Summary
Nós aplicamos rótulo sem análise da interação da proteína usando X100 Biacore para estrutura-função de análise da ligação de mutantes B várias cistatina à papaína através da caracterização cinética. Calibração livre de análise de concentração (ACCP) mede a concentração de proteína com actividade de ligação retida sem a necessidade de uma curva padrão. Nós mostramos que a confirmação de concentrações usando ACCP aumenta a confiabilidade da análise cinética e que constantes cinéticas pode ser determinada de forma confiável, mesmo que a atividade de uma proteína recombinante é reduzida.
Abstract
Neste estudo, nós exploramos a interação entre a cisteína protease B bovina cistatina inibidor e uma forma cataliticamente inativos de papaína (Fig. 1), uma protease cisteína planta, por análise em tempo real label-free usando X100 Biacore. Variantes cistatina B com várias mutações pontuais nas áreas de interação com papaína, são produzidos. Para cada variante B cistatina vamos determinar a sua concentração específicos de ligação utilizando a calibragem sem análise de concentração (ACCP) e comparar os valores obtidos com a concentração de proteína total, conforme determinado pelo A
Protocol
Figura 1. A estrutura tridimensional da cistatina do complexo B (azul) com papaína (amarelo). Resíduos B mutante cistatina são mostrados em vermelho.

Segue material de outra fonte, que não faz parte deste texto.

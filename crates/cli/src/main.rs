use anyhow::Context;
use clap::{Parser, Subcommand};
use rda_core::{
    core_config_from_env, exceeds_threshold, pattern_distribution, patterns_by_severity,
    AnalysisRecord, AnalysisService, DetailLevel, Identifier, Segment,
};
use rda_gemini::{GeminiAnalyzer, GeminiConfig};
use std::path::PathBuf;
use std::sync::Arc;
use tracing_subscriber::{layer::SubscriberExt, util::SubscriberInitExt};

#[derive(Parser)]
#[command(name = "rda")]
#[command(about = "Rhetorical dynamics analysis CLI")]
struct Cli {
    #[command(subcommand)]
    command: Option<Commands>,
}

#[derive(Subcommand)]
enum Commands {
    /// Analyse a conversation and store the result
    Analyze {
        /// Conversation text (omit when using --file)
        text: Option<String>,
        /// Read the conversation from a file
        #[arg(long, conflicts_with = "text")]
        file: Option<PathBuf>,
        /// Background for the analyst (relationship, situation)
        #[arg(long, default_value = "")]
        context: String,
        /// compact, standard or deep (defaults to RDA_DETAIL_LEVEL)
        #[arg(long)]
        detail: Option<DetailLevel>,
    },
    /// Browse or edit the stored history
    History {
        #[command(subcommand)]
        action: HistoryCommand,
    },
    /// Print a stored conversation with the cited evidence marked
    Segments {
        /// Record identifier
        id: Identifier,
    },
    /// Print severity groups and pattern counts for a stored record
    Report {
        /// Record identifier
        id: Identifier,
    },
    /// Store a saved analyzer response without calling the analyzer
    Import {
        /// JSON file holding the analyzer response
        #[arg(long)]
        response: PathBuf,
        /// File holding the conversation the response belongs to
        #[arg(long)]
        text: PathBuf,
        /// Context text to keep with the record
        #[arg(long, default_value = "")]
        context: String,
    },
}

#[derive(Subcommand)]
enum HistoryCommand {
    /// List stored analyses, most recent first
    List,
    /// Show one stored analysis
    Show { id: Identifier },
    /// Remove one stored analysis
    Remove { id: Identifier },
    /// Remove every stored analysis
    Clear,
}

#[tokio::main]
async fn main() -> anyhow::Result<()> {
    dotenvy::dotenv().ok();

    tracing_subscriber::registry()
        .with(tracing_subscriber::EnvFilter::from_default_env().add_directive("rda=warn".parse()?))
        .with(tracing_subscriber::fmt::layer().with_writer(std::io::stderr))
        .init();

    let cli = Cli::parse();
    let Some(command) = cli.command else {
        println!("Nothing to do. Try `rda --help`.");
        return Ok(());
    };

    let env = |name: &str| std::env::var(name).ok();
    let config = core_config_from_env(env)?;
    let analyzer = GeminiAnalyzer::new(GeminiConfig::from_env(env)?)?;
    let service = AnalysisService::open(&config, Arc::new(analyzer))?;

    match command {
        Commands::Analyze {
            text,
            file,
            context,
            detail,
        } => {
            let conversation = match (text, file) {
                (Some(text), _) => text,
                (None, Some(path)) => std::fs::read_to_string(&path)
                    .with_context(|| format!("failed to read {}", path.display()))?,
                (None, None) => anyhow::bail!("provide the conversation text or --file"),
            };
            let detail = detail.unwrap_or(service.detail_level());
            match service
                .analyze_with_detail(&conversation, &context, detail)
                .await
            {
                Ok(record) => print_record(&record, service.toxicity_threshold()),
                Err(e) => eprintln!("Error analysing conversation: {}", e),
            }
        }
        Commands::History { action } => match action {
            HistoryCommand::List => {
                let records = service.history().list();
                if records.is_empty() {
                    println!("No analyses stored.");
                }
                for record in records {
                    println!(
                        "{}  {}  score {:>5.1}  {} pattern(s)  {}",
                        record.id(),
                        record.created_at().format("%Y-%m-%d %H:%M"),
                        record.score(),
                        record.patterns().len(),
                        first_line(record.source_text()),
                    );
                }
            }
            HistoryCommand::Show { id } => match service.history().get(id) {
                Some(record) => print_record(&record, service.toxicity_threshold()),
                None => eprintln!("No analysis with ID {}", id),
            },
            HistoryCommand::Remove { id } => {
                if service.history().remove(id) {
                    println!("Removed {}", id);
                } else {
                    println!("No analysis with ID {}", id);
                }
            }
            HistoryCommand::Clear => {
                service.history().clear();
                println!("History cleared.");
            }
        },
        Commands::Segments { id } => match service.history().get(id) {
            Some(record) => {
                let segments = service.segments(id).unwrap_or_default();
                println!("{}", render_segments(&record, &segments));
            }
            None => eprintln!("No analysis with ID {}", id),
        },
        Commands::Report { id } => match service.history().get(id) {
            Some(record) => print_report(&record, service.toxicity_threshold()),
            None => eprintln!("No analysis with ID {}", id),
        },
        Commands::Import {
            response,
            text,
            context,
        } => {
            let raw = std::fs::read_to_string(&response)
                .with_context(|| format!("failed to read {}", response.display()))?;
            let raw: serde_json::Value = serde_json::from_str(&raw)
                .with_context(|| format!("{} is not valid JSON", response.display()))?;
            let conversation = std::fs::read_to_string(&text)
                .with_context(|| format!("failed to read {}", text.display()))?;
            match service.import(&raw, &conversation, &context) {
                Ok(record) => println!("Imported analysis with ID: {}", record.id()),
                Err(e) => eprintln!("Error importing analysis: {}", e),
            }
        }
    }

    Ok(())
}

fn first_line(text: &str) -> String {
    const PREVIEW_CHARS: usize = 60;
    let line = text.trim().lines().next().unwrap_or_default();
    if line.chars().count() > PREVIEW_CHARS {
        let cut: String = line.chars().take(PREVIEW_CHARS).collect();
        format!("{}…", cut)
    } else {
        line.to_string()
    }
}

fn print_record(record: &AnalysisRecord, threshold: u8) {
    println!("ID:       {}", record.id());
    println!("Created:  {}", record.created_at().to_rfc3339());
    println!(
        "Score:    {}{}",
        record.score(),
        if exceeds_threshold(record, threshold) {
            "  (above toxicity threshold)"
        } else {
            ""
        }
    );
    if record.safety_alert() {
        println!("SAFETY ALERT: the analyst flagged this conversation.");
    }
    if !record.context().is_empty() {
        println!("Context:  {}", record.context());
    }
    println!();
    println!("{}", record.summary());
    if !record.subtext().is_empty() {
        println!();
        println!("Subtext: {}", record.subtext());
    }

    let fingerprint = record.fingerprint();
    println!();
    println!(
        "Tone: {}  |  dominance {}  |  validation {}",
        fingerprint.tags.join(", "),
        fingerprint.dominance_ratio,
        fingerprint.validation_score
    );

    println!();
    for pattern in record.patterns() {
        let marker = if pattern.severity().is_critical() { "!" } else { "-" };
        println!("{} [{}] {}", marker, pattern.severity(), pattern.name());
        let located = if pattern.range().is_none() {
            " (not found in text)"
        } else {
            ""
        };
        println!("    \"{}\"{}", pattern.citation(), located);
        println!("    {}", pattern.explanation());
        println!("    Countermeasure: {}", pattern.countermeasure());
    }

    let plan = record.plan();
    println!();
    println!("Conclusion: {}", plan.conclusion);
    for advice in &plan.advice {
        println!("  [{}] {}: {}", advice.priority, advice.title, advice.text);
    }
    println!();
    println!("De-escalating reply: {}", plan.replies.deescalating);
    println!("Assertive reply:     {}", plan.replies.assertive);
    println!("Rationale:           {}", plan.replies.rationale);
}

fn print_report(record: &AnalysisRecord, threshold: u8) {
    println!(
        "Score {} (threshold {}): {}",
        record.score(),
        threshold,
        if exceeds_threshold(record, threshold) {
            "toxic"
        } else {
            "below threshold"
        }
    );
    println!();
    for group in patterns_by_severity(record) {
        println!("{} ({})", group.severity, group.patterns.len());
        for pattern in group.patterns {
            println!("  - {}", pattern.name());
        }
    }
    println!();
    for (name, count) in pattern_distribution(record) {
        println!("{:>3}x {}", count, name);
    }
}

/// Brackets each evidence span and appends a numbered legend of the patterns.
fn render_segments(record: &AnalysisRecord, segments: &[Segment]) -> String {
    let mut text = String::new();
    let mut legend = Vec::new();

    for segment in segments {
        match segment.pattern_id() {
            Some(pattern_id) => {
                legend.push(pattern_id);
                text.push_str(&format!("[{}]^{}", segment.text(), legend.len()));
            }
            None => text.push_str(segment.text()),
        }
    }

    if !legend.is_empty() {
        text.push_str("\n\n");
        for (index, pattern_id) in legend.iter().enumerate() {
            if let Some(pattern) = record.pattern(*pattern_id) {
                text.push_str(&format!(
                    "^{} {} ({})\n",
                    index + 1,
                    pattern.name(),
                    pattern.severity()
                ));
            }
        }
    }

    text
}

1. Princípios de etiqueta livre de Análise de Interação usando Biacore Sistemas
Em um experimento típico rótulo sem ligação usando um sistema Biacore, uma biomolécula chamado de "ligante" está ligado à superfície de um chip sensor. Um sistema de fluxo de canais traz seu parceiro de ligação, denominado o "analito", em contato com a superfície do chip, onde a detecção ocorre. Quando o analito se liga ao ligante, a mudança, resultando em acúmulo de massa na superfície é detectada por ressonância plasmon de superfície (SPR). A resposta SPR é proporcional à quantidade de analito vinculativo.
Uma vez que a ligação é medido em tempo real, a associação cinética e constantes de velocidade de dissociação para uma interação específica pode ser determinada. A partir dessas constantes, é possível calcular a afinidade como a dissociação constante de equilíbrio. Também é possível calcular a afinidade a partir de dados de estado estacionário de ligação. Uma metodologia semelhante pode também ser usado para determinar a concentração de uma proteína que se liga especificamente a um ligante na superfície.

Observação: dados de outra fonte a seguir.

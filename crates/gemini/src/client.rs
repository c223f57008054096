use crate::prompt::{
    model_for, response_schema, strip_code_fence, thinking_budget, user_prompt,
    SYSTEM_INSTRUCTION,
};
use crate::GeminiConfig;
use async_trait::async_trait;
use rda_core::{AnalysisRequest, Analyzer, AnalyzerUnavailable};
use serde::{Deserialize, Serialize};
use serde_json::Value;
use tracing::debug;

#[derive(Debug, Serialize)]
#[serde(rename_all = "camelCase")]
struct GenerateContentRequest {
    system_instruction: Content,
    contents: Vec<Content>,
    generation_config: GenerationConfig,
}

#[derive(Debug, Serialize, Deserialize)]
struct Content {
    #[serde(default, skip_serializing_if = "Option::is_none")]
    role: Option<String>,
    #[serde(default)]
    parts: Vec<Part>,
}

#[derive(Debug, Serialize, Deserialize)]
struct Part {
    #[serde(default)]
    text: Option<String>,
}

#[derive(Debug, Serialize)]
#[serde(rename_all = "camelCase")]
struct GenerationConfig {
    temperature: f32,
    response_mime_type: &'static str,
    response_schema: Value,
    thinking_config: ThinkingConfig,
}

#[derive(Debug, Serialize)]
#[serde(rename_all = "camelCase")]
struct ThinkingConfig {
    thinking_budget: u32,
}

#[derive(Debug, Deserialize)]
struct GenerateContentResponse {
    #[serde(default)]
    candidates: Vec<Candidate>,
}

#[derive(Debug, Deserialize)]
struct Candidate {
    content: Option<Content>,
}

fn text_part(text: String) -> Part {
    Part { text: Some(text) }
}

fn build_request(request: &AnalysisRequest) -> GenerateContentRequest {
    GenerateContentRequest {
        system_instruction: Content {
            role: None,
            parts: vec![text_part(SYSTEM_INSTRUCTION.to_string())],
        },
        contents: vec![Content {
            role: Some("user".to_string()),
            parts: vec![text_part(user_prompt(
                request.conversation.as_str(),
                &request.context,
            ))],
        }],
        generation_config: GenerationConfig {
            temperature: 0.1,
            response_mime_type: "application/json",
            response_schema: response_schema(),
            thinking_config: ThinkingConfig {
                thinking_budget: thinking_budget(request.detail_level),
            },
        },
    }
}

/// Joins the text parts of the first candidate. `None` if there is no text at all.
fn first_candidate_text(response: GenerateContentResponse) -> Option<String> {
    let content = response.candidates.into_iter().next()?.content?;
    let text: String = content.parts.into_iter().filter_map(|p| p.text).collect();
    (!text.trim().is_empty()).then_some(text)
}

fn parse_model_output(text: &str) -> Result<Value, AnalyzerUnavailable> {
    serde_json::from_str(strip_code_fence(text))
        .map_err(|e| AnalyzerUnavailable::MalformedPayload(e.to_string()))
}

fn transport_error(e: reqwest::Error) -> AnalyzerUnavailable {
    if e.is_timeout() {
        AnalyzerUnavailable::Timeout
    } else {
        AnalyzerUnavailable::Transport(e.to_string())
    }
}

/// [`Analyzer`] backed by the Gemini `generateContent` endpoint.
pub struct GeminiAnalyzer {
    config: GeminiConfig,
    client: reqwest::Client,
}

impl GeminiAnalyzer {
    /// # Errors
    ///
    /// Returns `AnalyzerUnavailable::Transport` if the HTTP client cannot be built.
    pub fn new(config: GeminiConfig) -> Result<Self, AnalyzerUnavailable> {
        let client = reqwest::Client::builder()
            .timeout(config.timeout)
            .build()
            .map_err(transport_error)?;
        Ok(Self { config, client })
    }

    fn endpoint(&self, model: &str) -> String {
        format!(
            "{}/v1beta/models/{}:generateContent",
            self.config.base_url.trim_end_matches('/'),
            model
        )
    }
}

#[async_trait]
impl Analyzer for GeminiAnalyzer {
    async fn analyze(&self, request: &AnalysisRequest) -> Result<Value, AnalyzerUnavailable> {
        let api_key = self.config.api_key.as_deref().ok_or_else(|| {
            AnalyzerUnavailable::NotConfigured("GEMINI_API_KEY is not set".to_string())
        })?;

        let model = model_for(
            request.detail_level,
            &self.config.flash_model,
            &self.config.pro_model,
        );
        debug!(model, detail_level = %request.detail_level, "calling Gemini");

        let response = self
            .client
            .post(self.endpoint(model))
            .header("x-goog-api-key", api_key)
            .header("content-type", "application/json")
            .json(&build_request(request))
            .send()
            .await
            .map_err(transport_error)?;

        if !response.status().is_success() {
            let status = response.status();
            let body = response.text().await.unwrap_or_default();
            return Err(AnalyzerUnavailable::Status {
                status: status.as_u16(),
                body,
            });
        }

        let api_response: GenerateContentResponse = response.json().await.map_err(|e| {
            AnalyzerUnavailable::MalformedPayload(format!("failed to parse response: {}", e))
        })?;

        let text = first_candidate_text(api_response).ok_or(AnalyzerUnavailable::EmptyResponse)?;
        parse_model_output(&text)
    }
}

impl std::fmt::Debug for GeminiAnalyzer {
    fn fmt(&self, f: &mut std::fmt::Formatter<'_>) -> std::fmt::Result {
        f.debug_struct("GeminiAnalyzer")
            .field("base_url", &self.config.base_url)
            .field("configured", &self.config.api_key.is_some())
            .finish_non_exhaustive()
    }
}

#[cfg(test)]
mod tests {
    use super::*;
    use rda_core::{DetailLevel, NonEmptyText};
    use serde_json::json;

    fn request(detail_level: DetailLevel) -> AnalysisRequest {
        AnalysisRequest {
            conversation: NonEmptyText::new("A: hi").unwrap(),
            context: "Family".to_string(),
            detail_level,
        }
    }

    #[test]
    fn request_body_uses_camel_case_wire_names() {
        let body = serde_json::to_value(build_request(&request(DetailLevel::Deep))).unwrap();

        assert_eq!(body["generationConfig"]["responseMimeType"], "application/json");
        assert_eq!(body["generationConfig"]["thinkingConfig"]["thinkingBudget"], 32_768);
        assert!((body["generationConfig"]["temperature"].as_f64().unwrap() - 0.1).abs() < 1e-6);
        assert_eq!(body["contents"][0]["role"], "user");
        assert!(body["systemInstruction"].get("role").is_none());
        assert!(body["contents"][0]["parts"][0]["text"]
            .as_str()
            .unwrap()
            .contains("A: hi"));
    }

    #[test]
    fn candidate_text_parts_are_joined() {
        let response: GenerateContentResponse = serde_json::from_value(json!({
            "candidates": [{ "content": { "parts": [{ "text": "{\"a\":" }, { "text": "1}" }] } }]
        }))
        .unwrap();

        assert_eq!(first_candidate_text(response).as_deref(), Some("{\"a\":1}"));
    }

    #[test]
    fn missing_candidates_yield_no_text() {
        for body in [
            json!({}),
            json!({ "candidates": [] }),
            json!({ "candidates": [{ "finishReason": "SAFETY" }] }),
            json!({ "candidates": [{ "content": { "parts": [{ "text": "  " }] } }] }),
        ] {
            let response: GenerateContentResponse = serde_json::from_value(body).unwrap();
            assert_eq!(first_candidate_text(response), None);
        }
    }

    #[test]
    fn fenced_output_is_parsed() {
        let value = parse_model_output("```json\n{\"score\": 12}\n```").unwrap();
        assert_eq!(value["score"], 12);
    }

    #[test]
    fn unparsable_output_is_malformed() {
        let err = parse_model_output("Sorry, I cannot help with that.").unwrap_err();
        assert!(matches!(err, AnalyzerUnavailable::MalformedPayload(_)));
    }

    #[tokio::test]
    async fn missing_api_key_is_not_configured() {
        let analyzer = GeminiAnalyzer::new(GeminiConfig::default()).unwrap();

        let err = analyzer
            .analyze(&request(DetailLevel::Standard))
            .await
            .unwrap_err();

        assert!(matches!(err, AnalyzerUnavailable::NotConfigured(_)));
    }

    #[test]
    fn endpoint_joins_base_url_and_model() {
        let config = GeminiConfig {
            base_url: "http://localhost:8080/".to_string(),
            ..GeminiConfig::default()
        };
        let analyzer = GeminiAnalyzer::new(config).unwrap();

        assert_eq!(
            analyzer.endpoint("m"),
            "http://localhost:8080/v1beta/models/m:generateContent"
        );
    }
}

2. Analisar propriedades cinéticas de uma interação proteína-proteína
Em X100 Biacore, análise cinética pode ser realizada em um único ciclo de cinética. Em um ensaio de cinética de ciclo único, uma série de concentração do analito é injetado em um ciclo única análise sem regeneração da superfície entre as injeções. Portanto, um único ciclo de cinética permite a análise cinética quando é difícil encontrar condições adequadas de regeneração.
Uma vez que os dados de um experimento de cinética tiver sido coletado, Biacore software de avaliação X100 gera os valores de k a, k d, e D K ajustando os dados para um modelo de interação.

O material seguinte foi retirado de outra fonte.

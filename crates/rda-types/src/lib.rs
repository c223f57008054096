//! Shared primitive types for RDA.
//!
//! These are the small, validated value types that every other crate in the workspace agrees
//! on: submitted text that is guaranteed to carry content, and the closed vocabularies the
//! analyzer speaks (`Severity`, `Priority`, `DetailLevel`).

use std::fmt;
use std::str::FromStr;

/// Errors that can occur when creating validated types.
#[derive(Debug, thiserror::Error, PartialEq, Eq)]
pub enum TypesError {
    /// The input text was empty or contained only whitespace
    #[error("Text cannot be empty")]
    Empty,
    /// A value outside a closed vocabulary was supplied
    #[error("unknown {kind}: '{value}'")]
    UnknownVariant { kind: &'static str, value: String },
}

/// A string type that guarantees at least one non-whitespace character.
///
/// Unlike a trimmed text type, the content is kept verbatim: conversation text is analysed and
/// sliced by offset, so leading and trailing whitespace must survive untouched.
#[derive(Debug, Clone, PartialEq, Eq, Hash)]
pub struct NonEmptyText(String);

impl NonEmptyText {
    /// Creates a new `NonEmptyText` from the given input.
    ///
    /// # Errors
    ///
    /// Returns `Err(TypesError::Empty)` if the input is empty or contains only whitespace.
    pub fn new(input: impl Into<String>) -> Result<Self, TypesError> {
        let text = input.into();
        if text.trim().is_empty() {
            return Err(TypesError::Empty);
        }
        Ok(Self(text))
    }

    /// Returns the inner string as a string slice.
    pub fn as_str(&self) -> &str {
        &self.0
    }

    /// Number of Unicode scalar values in the text.
    pub fn char_count(&self) -> usize {
        self.0.chars().count()
    }

    pub fn into_inner(self) -> String {
        self.0
    }
}

impl fmt::Display for NonEmptyText {
    fn fmt(&self, f: &mut fmt::Formatter<'_>) -> fmt::Result {
        f.write_str(&self.0)
    }
}

impl AsRef<str> for NonEmptyText {
    fn as_ref(&self) -> &str {
        &self.0
    }
}

impl serde::Serialize for NonEmptyText {
    fn serialize<S>(&self, serializer: S) -> Result<S::Ok, S::Error>
    where
        S: serde::Serializer,
    {
        serializer.serialize_str(&self.0)
    }
}

impl<'de> serde::Deserialize<'de> for NonEmptyText {
    fn deserialize<D>(deserializer: D) -> Result<Self, D::Error>
    where
        D: serde::Deserializer<'de>,
    {
        let s = String::deserialize(deserializer)?;
        NonEmptyText::new(s).map_err(serde::de::Error::custom)
    }
}

/// Seriousness of a detected pattern.
///
/// Variants are declared in ascending order so the derived `Ord` can be used for display
/// grouping. No scoring logic depends on this order.
#[derive(
    Debug, Clone, Copy, PartialEq, Eq, PartialOrd, Ord, Hash, serde::Serialize, serde::Deserialize,
)]
#[serde(rename_all = "lowercase")]
pub enum Severity {
    Low,
    Medium,
    High,
    Critical,
}

impl Severity {
    /// All severities, most serious first.
    pub const DESCENDING: [Severity; 4] = [
        Severity::Critical,
        Severity::High,
        Severity::Medium,
        Severity::Low,
    ];

    pub fn as_str(self) -> &'static str {
        match self {
            Severity::Low => "low",
            Severity::Medium => "medium",
            Severity::High => "high",
            Severity::Critical => "critical",
        }
    }

    /// `high` and `critical` patterns are highlighted as critical evidence.
    pub fn is_critical(self) -> bool {
        matches!(self, Severity::High | Severity::Critical)
    }
}

impl fmt::Display for Severity {
    fn fmt(&self, f: &mut fmt::Formatter<'_>) -> fmt::Result {
        f.write_str(self.as_str())
    }
}

impl FromStr for Severity {
    type Err = TypesError;

    fn from_str(s: &str) -> Result<Self, Self::Err> {
        match s {
            "low" => Ok(Severity::Low),
            "medium" => Ok(Severity::Medium),
            "high" => Ok(Severity::High),
            "critical" => Ok(Severity::Critical),
            other => Err(TypesError::UnknownVariant {
                kind: "severity",
                value: other.to_owned(),
            }),
        }
    }
}

/// Urgency of an advice item in an action plan.
#[derive(Debug, Clone, Copy, PartialEq, Eq, Hash, serde::Serialize, serde::Deserialize)]
#[serde(rename_all = "lowercase")]
pub enum Priority {
    Low,
    Medium,
    High,
}

impl fmt::Display for Priority {
    fn fmt(&self, f: &mut fmt::Formatter<'_>) -> fmt::Result {
        f.write_str(match self {
            Priority::Low => "low",
            Priority::Medium => "medium",
            Priority::High => "high",
        })
    }
}

/// How thorough the remote analysis should be.
#[derive(
    Debug, Clone, Copy, Default, PartialEq, Eq, Hash, serde::Serialize, serde::Deserialize,
)]
#[serde(rename_all = "lowercase")]
pub enum DetailLevel {
    Compact,
    #[default]
    Standard,
    Deep,
}

impl DetailLevel {
    pub fn as_str(self) -> &'static str {
        match self {
            DetailLevel::Compact => "compact",
            DetailLevel::Standard => "standard",
            DetailLevel::Deep => "deep",
        }
    }
}

impl fmt::Display for DetailLevel {
    fn fmt(&self, f: &mut fmt::Formatter<'_>) -> fmt::Result {
        f.write_str(self.as_str())
    }
}

impl FromStr for DetailLevel {
    type Err = TypesError;

    fn from_str(s: &str) -> Result<Self, Self::Err> {
        match s.trim() {
            "compact" => Ok(DetailLevel::Compact),
            "standard" => Ok(DetailLevel::Standard),
            "deep" => Ok(DetailLevel::Deep),
            other => Err(TypesError::UnknownVariant {
                kind: "detail level",
                value: other.to_owned(),
            }),
        }
    }
}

3. Abordagens para a determinação da concentração de proteínas
Analisar as interações entre biomoléculas é importante para compreender a sua função. Caracterizar a ligação de proteínas a outras proteínas, para ácido nucléico, ou para pequenas moléculas é fundamental para pesquisas bioquímicas, e encontra uso em muitas outras áreas, incluindo a descoberta da droga.
Para uma medição precisa da cinética de interação entre duas proteínas interagem é essencial para conhecer a concentração de proteína se liga especificamente na amostra experimental que é usado como analito. Uma leitura de A espectrofotômetro 280 ou ensaios colorimétricos como o emprego de reagente de Bradford é comumente usado para determinar a concentração de proteína total. No entanto, impurezas proteína pode afetar o resultado. Mais importante ainda, ambas as formas ativa e inativa da proteína estão incluídos na concentração de proteína total. Particularmente no caso de proteínas recombinantes, que podem ser inativo devido a dobrar incorreta, é importante para determinar a porcentagem de proteína se liga especificamente na amostra.
Em X100 Biacore, concentração relacionados com a actividade ligação específica pode ser determinada pela comparação dos níveis de resposta obrigatória a uma curva de calibração deriva de um padrão conhecido, ou usando a calibração livre de metodologia mais recentemente introduzido Análise de Concentração (ACCP). ACCP não depende de um padrão. Portanto, ACCP é particularmente útil no caso de se estudar formas mutantes de proteínas, onde as normas não são geralmente disponíveis.
Em um experimento ACCP, a taxa inicial de ligação é medida a taxas de fluxo diferentes em condições quando a difusão de amostra à superfície do chip é limitante. O coeficiente de difusão do analito, as dimensões da célula de fluxo e as taxas de fluxo são levados em conta no cálculo da concentração específicos de ligação a partir do 1,2 taxa inicial de ligação.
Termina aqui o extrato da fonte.